** Provided information follows **

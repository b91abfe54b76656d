//! CLI for gitdirclone.

use anyhow::{Context, Result};
use clap::{Parser, Subcommand};
use gitdirclone::config::resolve_token;
use gitdirclone::github::DEFAULT_API_URL;
use gitdirclone::prelude::*;
use std::path::PathBuf;
use std::process::ExitCode;
use tracing::warn;
use tracing_subscriber::EnvFilter;

#[derive(Parser)]
#[command(name = "gitdirclone")]
#[command(author, version, about = "Clone a specific directory from a GitHub repository", long_about = None)]
struct Cli {
    /// GitHub API base URL (for GitHub Enterprise)
    #[arg(long, global = true, env = "GITDIRCLONE_API_URL", default_value = DEFAULT_API_URL)]
    api_url: String,

    /// Print debug logs to stderr
    #[arg(short, long, global = true)]
    verbose: bool,

    #[command(subcommand)]
    command: Commands,
}

#[derive(Subcommand)]
enum Commands {
    /// Download a directory from a GitHub repository
    Clone {
        /// GitHub repo in the form <owner>/<repo>
        repo: RepoRef,

        /// Path to the directory inside the repo
        directory: String,

        /// Branch name
        #[arg(short, long, default_value = DEFAULT_BRANCH)]
        branch: String,

        /// Output directory (defaults to the last segment of <DIRECTORY>)
        #[arg(short, long)]
        output: Option<PathBuf>,
    },

    /// Set, remove or check the stored GitHub token
    Config {
        /// Personal access token to store
        #[arg(short, long, conflicts_with = "remove")]
        token: Option<String>,

        /// Remove the stored token
        #[arg(short, long)]
        remove: bool,
    },
}

fn main() -> ExitCode {
    let cli = Cli::parse();
    init_logging(cli.verbose);

    let result = match cli.command {
        Commands::Clone {
            repo,
            directory,
            branch,
            output,
        } => cmd_clone(&cli.api_url, repo, directory, branch, output),
        Commands::Config { token, remove } => cmd_config(token, remove),
    };

    match result {
        Ok(()) => ExitCode::SUCCESS,
        Err(err) => report(&err),
    }
}

fn init_logging(verbose: bool) {
    let default_directive = if verbose { "gitdirclone=debug" } else { "warn" };
    tracing_subscriber::fmt()
        .with_env_filter(
            EnvFilter::try_from_default_env().unwrap_or_else(|_| EnvFilter::new(default_directive)),
        )
        .with_writer(std::io::stderr)
        .init();
}

fn cmd_clone(
    api_url: &str,
    repo: RepoRef,
    directory: String,
    branch: String,
    output: Option<PathBuf>,
) -> Result<()> {
    let store = SettingsStore::locate();
    if store.is_none() {
        warn!("no config directory; using GITHUB_TOKEN if set");
    }
    let token = resolve_token(store.as_ref(), std::env::var("GITHUB_TOKEN").ok())
        .with_context(|| match &store {
            Some(store) => format!("Failed to read settings from {}", store.path().display()),
            None => "Failed to resolve token".to_string(),
        })?;
    let client = GitHubClient::with_base_url(token, api_url)?;

    let mut request = CloneRequest::new(repo, directory).branch(branch);
    if let Some(output) = output {
        request = request.output(output);
    }

    println!(
        "Fetching directory {} from {}@{}",
        request.directory, request.repo, request.branch
    );

    let summary = DirectoryCloner::new(&client)
        .on_event(print_event)
        .clone_directory(&request)?;

    println!(
        "Finished cloning into: '{}' directory! ({} files, {} bytes)",
        summary.root.display(),
        summary.files,
        summary.bytes
    );

    Ok(())
}

fn print_event(event: &CloneEvent) {
    match event {
        CloneEvent::FileDownloaded { path, .. } => println!("Downloaded {}", path),
        CloneEvent::DirectoryFinished { path } => {
            println!("Directory {} successfully cloned.", path)
        }
        CloneEvent::Skipped { path, kind } => {
            println!("Skipped {} ({})", path, format!("{:?}", kind).to_lowercase())
        }
        CloneEvent::DirectoryStarted { .. } => {}
    }
}

fn cmd_config(token: Option<String>, remove: bool) -> Result<()> {
    let store = SettingsStore::new()?;

    if let Some(token) = token {
        store
            .set_token(&token)
            .with_context(|| format!("Failed to save token to {}", store.path().display()))?;
        println!("Token saved");
    } else if remove {
        let removed = store
            .remove_token()
            .with_context(|| format!("Failed to update {}", store.path().display()))?;
        println!("{}", if removed { "Token removed" } else { "No token configured" });
    } else {
        let configured = store
            .has_token()
            .with_context(|| format!("Failed to read settings from {}", store.path().display()))?;
        println!("{}", if configured { "Configured" } else { "Not configured" });
    }

    Ok(())
}

/// Print the error chain and any hint to stderr, returning the exit code.
fn report(err: &anyhow::Error) -> ExitCode {
    // Our error messages already embed their source, so skip repeated text
    let mut message = String::new();
    for cause in err.chain() {
        let text = cause.to_string();
        if message.contains(&text) {
            continue;
        }
        if !message.is_empty() {
            message.push_str(": ");
        }
        message.push_str(&text);
    }
    eprintln!("Error: {}", message);

    let clone_error = err.chain().find_map(|c| c.downcast_ref::<DirCloneError>());
    if let Some(hint) = clone_error.and_then(DirCloneError::hint) {
        eprintln!("Hint: {}", hint);
    }

    ExitCode::from(clone_error.map_or(1, DirCloneError::exit_code))
}
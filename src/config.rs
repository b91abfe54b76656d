//! Persisted settings: the GitHub personal access token.

use serde::{Deserialize, Serialize};
use std::fs;
use std::path::{Path, PathBuf};
use tracing::debug;

use crate::error::{DirCloneError, Result};

const APP_DIR: &str = "gitdirclone";
const CONFIG_FILE: &str = "config.json";

/// Environment variable overriding the settings directory.
pub const CONFIG_DIR_ENV: &str = "GITDIRCLONE_CONFIG_DIR";

/// The stored settings record.
#[derive(Debug, Clone, Default, PartialEq, Eq, Serialize, Deserialize)]
pub struct Settings {
    /// GitHub personal access token.
    #[serde(default, skip_serializing_if = "Option::is_none")]
    pub token: Option<String>,
}

/// A settings record on disk.
#[derive(Debug, Clone)]
pub struct SettingsStore {
    path: PathBuf,
}

impl SettingsStore {
    /// Open the store at its default location.
    ///
    /// `$GITDIRCLONE_CONFIG_DIR/config.json` when set, otherwise
    /// `<config dir>/gitdirclone/config.json`.
    pub fn new() -> Result<Self> {
        Self::locate()
            .ok_or_else(|| DirCloneError::InvalidConfig("Cannot determine config directory".into()))
    }

    /// Like [`SettingsStore::new`], but `None` when the platform has no
    /// config directory and no override is set.
    pub fn locate() -> Option<Self> {
        let dir = match std::env::var_os(CONFIG_DIR_ENV) {
            Some(dir) if !dir.is_empty() => PathBuf::from(dir),
            _ => dirs::config_dir()?.join(APP_DIR),
        };
        Some(Self::at(dir.join(CONFIG_FILE)))
    }

    /// Open the store backed by a specific file.
    pub fn at(path: impl Into<PathBuf>) -> Self {
        Self { path: path.into() }
    }

    /// Returns the settings file path.
    pub fn path(&self) -> &Path {
        &self.path
    }

    /// Load the settings, or defaults if nothing has been saved yet.
    pub fn load(&self) -> Result<Settings> {
        if !self.path.exists() {
            return Ok(Settings::default());
        }
        let content = fs::read_to_string(&self.path)?;
        Ok(serde_json::from_str(&content)?)
    }

    /// Write the settings, creating parent directories as needed.
    pub fn save(&self, settings: &Settings) -> Result<()> {
        if let Some(parent) = self.path.parent() {
            fs::create_dir_all(parent)?;
        }
        fs::write(&self.path, serde_json::to_string_pretty(settings)?)?;

        // The file holds a credential
        #[cfg(unix)]
        {
            use std::os::unix::fs::PermissionsExt;
            fs::set_permissions(&self.path, fs::Permissions::from_mode(0o600))?;
        }

        debug!(path = %self.path.display(), "saved settings");
        Ok(())
    }

    /// Store a token, replacing any previous one.
    pub fn set_token(&self, token: &str) -> Result<()> {
        let token = token.trim();
        if token.is_empty() {
            return Err(DirCloneError::InvalidConfig("token must not be empty".into()));
        }
        let mut settings = self.load()?;
        settings.token = Some(token.to_string());
        self.save(&settings)
    }

    /// Remove the stored token. Returns whether one was present.
    pub fn remove_token(&self) -> Result<bool> {
        let mut settings = self.load()?;
        let removed = settings.token.take().is_some();
        if removed {
            self.save(&settings)?;
        }
        Ok(removed)
    }

    /// The stored token, if any.
    pub fn token(&self) -> Result<Option<String>> {
        Ok(self.load()?.token)
    }

    /// Whether a token is stored.
    pub fn has_token(&self) -> Result<bool> {
        Ok(self.token()?.is_some())
    }
}

/// Pick the token to authenticate with: the stored one, then `env_token`
/// (normally `$GITHUB_TOKEN`). Blank values count as unset.
pub fn resolve_token(
    store: Option<&SettingsStore>,
    env_token: Option<String>,
) -> Result<Option<String>> {
    let stored = match store {
        Some(store) => store.token()?,
        None => None,
    };
    let present = |token: &String| !token.trim().is_empty();
    Ok(stored.filter(present).or(env_token.filter(present)))
}
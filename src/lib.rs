//! # gitdirclone
//!
//! Download a single directory subtree of a GitHub repository without cloning
//! the whole repository.
//!
//! This crate provides:
//! - A blocking client for the GitHub contents API
//! - A depth-first tree walker that mirrors a remote directory on disk
//! - A small persisted settings store for a personal access token
//!
//! ## Quick Start
//!
//! ```rust,no_run
//! use gitdirclone::prelude::*;
//!
//! let client = GitHubClient::from_env();
//! let request = CloneRequest::new("octocat/Hello-World".parse()?, "docs")
//!     .branch("main")
//!     .output("./docs-copy");
//!
//! let summary = DirectoryCloner::new(&client)
//!     .on_event(|event| {
//!         if let CloneEvent::FileDownloaded { path, .. } = event {
//!             println!("Downloaded {}", path);
//!         }
//!     })
//!     .clone_directory(&request)?;
//!
//! println!("{} files into {}", summary.files, summary.root.display());
//! # Ok::<(), gitdirclone::error::DirCloneError>(())
//! ```
//!
//! ## Authentication
//!
//! Anonymous requests work for public repositories but have a low rate limit.
//! A token stored with [`config::SettingsStore`] is sent as a bearer token on
//! every request, including raw file downloads:
//!
//! ```rust,no_run
//! use gitdirclone::prelude::*;
//!
//! let store = SettingsStore::new()?;
//! store.set_token("ghp_your_token_here")?;
//!
//! let client = GitHubClient::new(store.token()?);
//! assert!(client.is_authenticated());
//! # Ok::<(), gitdirclone::error::DirCloneError>(())
//! ```

pub mod clone;
pub mod config;
pub mod error;
pub mod github;

/// Prelude for convenient imports.
pub mod prelude {
    pub use crate::clone::{
        CloneEvent, CloneRequest, CloneSummary, DEFAULT_BRANCH, DirectoryCloner,
        resolve_output_dir,
    };
    pub use crate::config::{Settings, SettingsStore};
    pub use crate::error::{DirCloneError, Result};
    pub use crate::github::{ContentEntry, ContentsOps, EntryKind, GitHubClient, RepoRef};
}

pub use prelude::*;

** End of Provided information **

§ **Exercise objective**
Within the records above, each line containing "specific" is to be returned.

§ **Reply to the exercise**
#[command(author, version, about = "Clone a specific directory from a GitHub repository", long_about = None)]
    /// Open the store backed by a specific file.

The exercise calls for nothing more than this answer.